On Thu, Nov 21, 2024 at 11:12:30AM -0800, Boqun Feng wrote:
> On Thu, Nov 21, 2024 at 11:30:13AM +0200, Abdiel Janulgue wrote:
> > Hi Boqun, Matthew:
> > 
> > On 21/11/2024 02:24, Boqun Feng wrote:
> > > > > So if I understand correctly, what Abdiel needs here is a way to convert
> > > > > a virtual address to the corresponding page, would it make sense to just
> > > > > use folio in this case? Abdiel, what's the operation you are going to
> > > > > call on the page you get?
> > > > 
> > > > Yes that's basically it. The goal here is represent those existing struct
> > > > page within this rust Page abstraction but at the same time to avoid taking
> > > > over its ownership.
> > > > 
> > > > Boqun, Alice, should we reconsider Ownable and Owned trait again? :)
> > > > 
> > > 
> > > Could you use folio in your case? If so, we can provide a simple binding
> > > for folio which should be `AlwaysRefcounted`, and re-investigate how
> > > page should be wrapped.
> > > 
> > 
> > I'm not sure. Is there a way to get the struct folio from a vmalloc'd
> > address, e.g vmalloc_to_folio()?
> > 
> 
> I think you can use page_folio(vmalloc_to_page(..)) to get the folio,
> but one thing to notice is that folio is guaranteed to be a non-tail
> page, so if you want to do something later for the particular page (if
> it's a tail page), you will need to know the offset of the that page in
> folio. You can do something like below:

This is one of those things which will work today, but will stop
working in the future, and anyway will only appear to work for some
users.

For example, both vmalloc and slab allocations do not use the refcount
on the struct page for anything.  eg this will be a UAF (please excuse
me writing in C):

	char *a = kmalloc(256, GFP_KERNEL);
	struct page *page = get_page(virt_to_page(a));
	char *b = page_address(page) + offset_in_page(a);
	// a and b will now have the same bit pattern
	kfree(a);
	*b = 1;

Once you've called kfree(), slab is entitled to hand that memory out
to any other user of kmalloc().  This might actually work to protect
vmalloc() memory from going away under you, but I intend to change
vmalloc so that it won't work (nothing to do with this patch series,
rather an approach to make vmalloc more efficient).
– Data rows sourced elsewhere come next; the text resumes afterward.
//! Fuzz target for header grouping and manifest resolution.
//!
//! Interprets the input as a sequence of `key=value` lines, groups them into
//! layer metadata and resolves each layer's embedded manifest.
//!
//! Run with:
//!   cargo +nightly fuzz run header_group

#![no_main]

use std::path::Path;

use kriptomatte::matte::{group_header, resolve_manifest, Header, MetaValue};
use libfuzzer_sys::fuzz_target;

fuzz_target!(|data: &[u8]| {
    if data.len() > 1024 * 1024 {
        return;
    }

    let mut header = Header::new();
    for line in data.split(|&b| b == b'\n') {
        let Some(split) = line.iter().position(|&b| b == b'=') else {
            continue;
        };
        let key = String::from_utf8_lossy(&line[..split]).into_owned();
        header.insert(key, MetaValue::Bytes(line[split + 1..].to_vec()));
    }

    let Ok(layers) = group_header(&header) else {
        return;
    };
    for meta in layers.values() {
        // Sidecar references resolve against a path with no real directory.
        let _ = resolve_manifest(meta, Path::new("fuzz/nonexistent.exr"));
    }
});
One reason you're confused today is that we have a temporary ambiguity
around what "folio" actually means.  The original definition (ie mine) was
simply that it was a non-tail page.  We're moving towards the definition
Johannes wanted, which is that it's only the memdesc for anonymous &
file-backed memory [1].  So while vmalloc_to_folio() makes sense under
the original definition, it's an absurdity under the new definition.
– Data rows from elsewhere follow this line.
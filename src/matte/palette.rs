//! Deterministic colors for label-map previews.
//!
//! Two generators are provided, both plain iterators with their own state:
//! [`GoldenRatioPalette`] spreads hues by golden-ratio steps, and
//! [`CyclingPalette`] reproduces the stepped hue/saturation/lightness cycle
//! of earlier preview tools.

use std::collections::HashMap;

use image::{Rgb, RgbImage};

use super::buffers::LabelMap;

const GOLDEN_RATIO_CONJUGATE: f64 = 0.618_033_988_75;
const GOLDEN_SATURATIONS: [f64; 2] = [0.65, 0.9];
const GOLDEN_LIGHTNESSES: [f64; 3] = [0.5, 0.65, 0.35];

/// Golden-ratio hue stepping with short saturation and lightness cycles.
///
/// Color `k` has hue `k * 0.618... mod 1`, saturation alternating every
/// step and lightness cycling through three values.
#[derive(Clone, Debug, Default)]
pub struct GoldenRatioPalette {
    index: u64,
}

impl GoldenRatioPalette {
    pub fn new() -> Self {
        Self::default()
    }

    /// The `k`-th color, independent of iterator state.
    pub fn color_at(k: u64) -> [u8; 3] {
        let hue = (k as f64 * GOLDEN_RATIO_CONJUGATE).rem_euclid(1.0);
        let saturation = GOLDEN_SATURATIONS[(k % 2) as usize];
        let lightness = GOLDEN_LIGHTNESSES[(k % 3) as usize];
        to_rgb8(hls_to_rgb(hue, lightness, saturation))
    }
}

impl Iterator for GoldenRatioPalette {
    type Item = [u8; 3];

    fn next(&mut self) -> Option<Self::Item> {
        let color = Self::color_at(self.index);
        self.index += 1;
        Some(color)
    }
}

/// The stepped hue/saturation/lightness generator.
///
/// Each color advances one parameter in turn: lightness, then saturation,
/// then hue.
#[derive(Clone, Debug)]
pub struct CyclingPalette {
    hue: f64,
    saturation: f64,
    lightness: f64,
    step: u64,
}

impl CyclingPalette {
    pub fn new(hue: f64, saturation: f64, lightness: f64) -> Self {
        Self {
            hue,
            saturation,
            lightness,
            step: 0,
        }
    }

    fn advance(&mut self) {
        match self.step % 3 {
            0 => self.lightness = (self.lightness + 0.07).rem_euclid(0.5) + 0.07,
            1 => self.saturation = (self.saturation + 0.14).rem_euclid(1.0),
            _ => self.hue = (self.hue + 0.04).rem_euclid(1.0),
        }
        self.step += 1;
    }
}

impl Default for CyclingPalette {
    fn default() -> Self {
        Self::new(0.0, 0.0, 0.07)
    }
}

impl Iterator for CyclingPalette {
    type Item = [u8; 3];

    fn next(&mut self) -> Option<Self::Item> {
        let color = to_rgb8(hls_to_rgb(self.hue, self.lightness, self.saturation));
        self.advance();
        Some(color)
    }
}

/// The first `n` golden-ratio colors.
pub fn generate_colors(n: usize) -> Vec<[u8; 3]> {
    GoldenRatioPalette::new().take(n).collect()
}

/// Colors a label map with [`GoldenRatioPalette`]; label 0 is black.
///
/// Label `k` gets color `k - 1`. Colors are computed per distinct label, so
/// sparse keys from [`label_with_keys`](super::label_with_keys) cost no
/// more than dense ones.
pub fn colors_for(labels: &LabelMap) -> RgbImage {
    let mut image = RgbImage::new(labels.width(), labels.height());
    let mut cache: HashMap<u32, [u8; 3]> = HashMap::new();
    for (pixel, &label) in image.pixels_mut().zip(labels.as_slice()) {
        if label == 0 {
            continue;
        }
        let color = *cache
            .entry(label)
            .or_insert_with(|| GoldenRatioPalette::color_at(u64::from(label - 1)));
        *pixel = Rgb(color);
    }
    image
}

/// Colors a label map with any palette; label `k` gets the `k`-th color.
///
/// Stateful palettes such as [`CyclingPalette`] only know color `k` after
/// drawing the ones before it, so this draws `max_label` colors. Prefer
/// [`colors_for`] for sparse label spaces. An all-background map yields a
/// black image without drawing from the palette.
pub fn colors_for_with<P>(labels: &LabelMap, palette: P) -> RgbImage
where
    P: IntoIterator<Item = [u8; 3]>,
{
    let mut image = RgbImage::new(labels.width(), labels.height());
    let max_label = labels.max_label();
    if max_label == 0 {
        return image;
    }

    let mut colors = Vec::with_capacity(max_label as usize + 1);
    colors.push([0, 0, 0]);
    colors.extend(palette.into_iter().take(max_label as usize));
    // A short palette leaves the remaining labels black.
    colors.resize(max_label as usize + 1, [0, 0, 0]);

    for (pixel, &label) in image.pixels_mut().zip(labels.as_slice()) {
        *pixel = Rgb(colors[label as usize]);
    }
    image
}

/// HLS → RGB with the conventional piecewise hue ramp.
fn hls_to_rgb(h: f64, l: f64, s: f64) -> [f64; 3] {
    if s == 0.0 {
        return [l, l, l];
    }
    let m2 = if l <= 0.5 { l * (1.0 + s) } else { l + s - l * s };
    let m1 = 2.0 * l - m2;
    [
        hue_channel(m1, m2, h + 1.0 / 3.0),
        hue_channel(m1, m2, h),
        hue_channel(m1, m2, h - 1.0 / 3.0),
    ]
}

fn hue_channel(m1: f64, m2: f64, hue: f64) -> f64 {
    let hue = hue.rem_euclid(1.0);
    if hue < 1.0 / 6.0 {
        m1 + (m2 - m1) * hue * 6.0
    } else if hue < 0.5 {
        m2
    } else if hue < 2.0 / 3.0 {
        m1 + (m2 - m1) * (2.0 / 3.0 - hue) * 6.0
    } else {
        m1
    }
}

fn to_rgb8(rgb: [f64; 3]) -> [u8; 3] {
    rgb.map(|c| ((c as f32) * 255.0).clamp(0.0, 255.0) as u8)
}

#[cfg(test)]
mod tests {
    use super::*;

    #[test]
    fn test_generate_zero_colors() {
        assert!(generate_colors(0).is_empty());
    }

    #[test]
    fn test_generate_is_deterministic() {
        assert_eq!(generate_colors(16), generate_colors(16));
        assert_eq!(generate_colors(8)[..4], generate_colors(4)[..]);
    }

    #[test]
    fn test_first_golden_color_is_red() {
        // hue 0, saturation 0.65, lightness 0.5
        let color = GoldenRatioPalette::color_at(0);
        assert_eq!(color[0], 210);
        assert_eq!(color[1], 44);
        assert_eq!(color[2], 44);
    }

    #[test]
    fn test_adjacent_colors_differ() {
        let colors = generate_colors(32);
        for pair in colors.windows(2) {
            assert_ne!(pair[0], pair[1]);
        }
    }

    #[test]
    fn test_cycling_palette_sequence() {
        let mut palette = CyclingPalette::default();
        // hue 0, saturation 0, lightness 0.07 → gray
        assert_eq!(palette.next(), Some([17, 17, 17]));
        // lightness advanced to 0.21, still no saturation
        assert_eq!(palette.next(), Some([53, 53, 53]));
        // saturation 0.14 now
        let third = palette.next().expect("color");
        assert_ne!(third[0], third[1]);
    }

    #[test]
    fn test_hls_gray_and_primary() {
        assert_eq!(hls_to_rgb(0.3, 0.25, 0.0), [0.25, 0.25, 0.25]);
        let red = hls_to_rgb(0.0, 0.5, 1.0);
        assert_eq!(to_rgb8(red), [255, 0, 0]);
        let green = hls_to_rgb(1.0 / 3.0, 0.5, 1.0);
        assert_eq!(to_rgb8(green), [0, 255, 0]);
    }

    #[test]
    fn test_background_only_is_black() {
        let labels = LabelMap::zeros(2, 3);
        let image = colors_for_with(&labels, std::iter::from_fn(|| -> Option<[u8; 3]> {
            panic!("palette must not be consulted")
        }));
        assert_eq!(image.dimensions(), (3, 2));
        assert!(image.pixels().all(|p| p.0 == [0, 0, 0]));
    }

    #[test]
    fn test_sparse_high_labels_are_cheap() {
        let full = crate::matte::Mask::filled(1, 2, 255);
        let key = (1 << 26) + 3;
        let labels = crate::matte::label_with_keys(1, 2, [(key, &full)]).expect("labels");
        let image = colors_for(&labels);
        let expected = GoldenRatioPalette::color_at(u64::from(key - 1));
        assert_eq!(image.get_pixel(0, 0).0, expected);
        assert_eq!(image.get_pixel(1, 0).0, expected);

        let max = LabelMap::from_vec(1, 2, vec![u32::MAX, 0]).expect("labels");
        let image = colors_for(&max);
        assert_eq!(
            image.get_pixel(0, 0).0,
            GoldenRatioPalette::color_at(u64::from(u32::MAX - 1))
        );
        assert_eq!(image.get_pixel(1, 0).0, [0, 0, 0]);
    }

    #[test]
    fn test_colors_for_matches_sequential_draw() {
        let labels = LabelMap::from_vec(1, 5, vec![3, 0, 1, 5, 3]).expect("labels");
        assert_eq!(colors_for(&labels), colors_for_with(&labels, GoldenRatioPalette::new()));
    }

    #[test]
    fn test_colors_follow_labels() {
        let labels = LabelMap::from_vec(1, 3, vec![0, 2, 1]).expect("labels");
        let image = colors_for(&labels);
        let colors = generate_colors(2);
        assert_eq!(image.get_pixel(0, 0).0, [0, 0, 0]);
        assert_eq!(image.get_pixel(1, 0).0, colors[1]);
        assert_eq!(image.get_pixel(2, 0).0, colors[0]);
    }
}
So, Abdiel, why are you trying to add this?  What are you actually
trying to accomplish in terms of "I am writing a device driver for XXX
and I need to ..."?  You've been very evasive up to now.

[1] Actually Johannes wants to split them apart even further so that
anon & file memory have different types, and we may yet get there.
One step at a time.